Yo creo en milagros porque creo en un Dios milagroso. Podría seguir contándoles testimonios en mi vida, en las vidas de mis hermanos y en las vidas de mis amigos que nos llenarían de gozo y agradecimiento por ser hijos de un Dios milagroso. Todos nosotros nos uniríamos en cánticos de agradecimiento y reconocimiento por lo que Dios es. Pero me pregunto, ¿no es fácil creer en un Dios milagroso cuando somos beneficiados con milagros y cuando somos testigos de ellos? Yo creo que hasta los paganos creen en milagros cuando los ven. ¿No pasó eso con Nabucodonosor cuando Daniel le reveló el sueño?

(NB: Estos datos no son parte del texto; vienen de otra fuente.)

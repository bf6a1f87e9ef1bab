use rand::prelude::*;
use rand::rngs::SmallRng;

use crate::*;

/// One play session: the config, the board once the first action lands, and the
/// seed source for every board generated in this session.
///
/// Mutating calls must be serialized by the caller; nothing here is shared.
#[derive(Clone, Debug)]
pub struct Game {
    config: GameConfig,
    board: Option<Board>,
    seeds: SmallRng,
}

impl Game {
    /// Starts a session without placing mines; fails when `config` cannot fit its mines
    /// around some possible first action.
    pub fn new(config: GameConfig, seed: u64) -> Result<Self> {
        config.validate()?;
        log::debug!("New game {:?}, seed {}", config, seed);
        Ok(Self {
            config,
            board: None,
            seeds: SmallRng::seed_from_u64(seed),
        })
    }

    pub fn config(&self) -> GameConfig {
        self.config
    }

    pub fn board(&self) -> Option<&Board> {
        self.board.as_ref()
    }

    pub fn summary(&self) -> Summary {
        match &self.board {
            Some(board) => board.summary(),
            None => Summary::not_started(self.config),
        }
    }

    pub fn outcome(&self) -> GameOutcome {
        self.summary().outcome
    }

    pub fn is_finished(&self) -> bool {
        self.outcome().is_final()
    }

    /// Reveal or chord at `coords`, generating the board first when there is none.
    pub fn on_reveal(&mut self, coords: Coord2) -> Result<RevealOutcome> {
        let coords = self.config.validate_coords(coords)?;
        if self.is_finished() {
            return Ok(RevealOutcome::NoChange);
        }

        let outcome = self.board_or_generate(coords)?.reveal(coords)?;
        if outcome == RevealOutcome::HitMine {
            log::info!("Mine revealed at {:?}, game lost", coords);
        } else if self.outcome() == GameOutcome::Win {
            log::info!("All safe tiles revealed, game won");
        }
        Ok(outcome)
    }

    /// Toggle the flag at `coords`; a first-action flag also generates the board.
    pub fn on_flag(&mut self, coords: Coord2) -> Result<MarkOutcome> {
        let coords = self.config.validate_coords(coords)?;
        if self.is_finished() {
            return Ok(MarkOutcome::NoChange);
        }

        self.board_or_generate(coords)?.toggle_flag(coords)
    }

    /// Discards the board; the next action generates a fresh one.
    pub fn on_restart(&mut self) {
        log::debug!("Restart");
        self.board = None;
    }

    fn board_or_generate(&mut self, start: Coord2) -> Result<&mut Board> {
        let board = match self.board.take() {
            Some(board) => board,
            None => RandomBoardGenerator::new(self.seeds.random(), start).generate(self.config)?,
        };
        Ok(self.board.insert(board))
    }
}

Cuando leí por primera vez el artículo La esperanza de Navidad, su autora, Susana Keck, todavía estaba viva luchando contra el cáncer que finalmente arrebató su vida. En aquel tiempo, me uní a su familia en oración pidiendo por la salud de Susana. A los pocos meses recibimos la carta de su esposo John contándonos el desenlace de la historia. Susana había partido con el Señor. Silenciosamente oré a Dios pidiendo consuelo y fortaleza para su esposo e hijos. Susan ya estaba con su Salvador y su familia inmediata necesitaba al Dios de toda consolación.


Pero, ¿qué pasó con el Dios milagroso que respondió la oración de mis abuelos y salvó la vida de mi padre? ¿Qué pasó con el Dios milagroso que salvó mi vida veinticuatro años atrás? ¿Podría aún creer en un Dios milagroso?


Muchas veces no nos damos cuenta de que nuestra creencia en un Dios milagroso no se basa en la presencia de milagros o en la falta de ellos, sino en la fe en un Dios con todo el poder para efectuar milagros aunque en determinadas circunstancias no los haga. La verdadera fe es la certeza de lo que se espera y la convicción de lo que no se ve (He 11.1). En esto estamos todos de acuerdo. Por lo tanto, la verdadera prueba de nuestra fe en un Dios milagroso vendrá cuando el milagro que pedimos a Dios no viene. Cuando el Dios milagroso no actúa milagrosamente.


Este es el caso de Susan Keck, su esposo John y sus hijos. Ellos debieron creer en el poder de Dios para sanar a Susan de su cáncer, an cuando no fue sanada. Ellos puedieron ver la mano de Dios obrando en medio del dolor y la incomprensión de la enfermedad. Ellos pudieron creer en un Dios milagroso al pasar por el valle de la muerte y sin experimentar el milagro de la sanidad de Susan.


Yo creo en un Dios milagroso, no simplemente porque haya visto sus milagros, pues no habría mérito en ello, sino porque conozco al Dios que hace milagros. Sé de su poder, de su amor, de su gracia y de su misericordia. No son los milagros los que me sostienen en medio de la lucha y de las adversidades, sino la relación personal y profunda con el Dios de la Biblia. Creo en el Dios de la vida que me toma de la mano aun cuando tenga que cruzar el valle de sombra de muerte.


Creo en un Dios milagroso aun sin la presencia de milagros, pues esta es la verdadera esencia de la fe.

© Desarrollo Cristiano, 1994. Los Temas de Apuntes Pastorales, volumen III, número 6.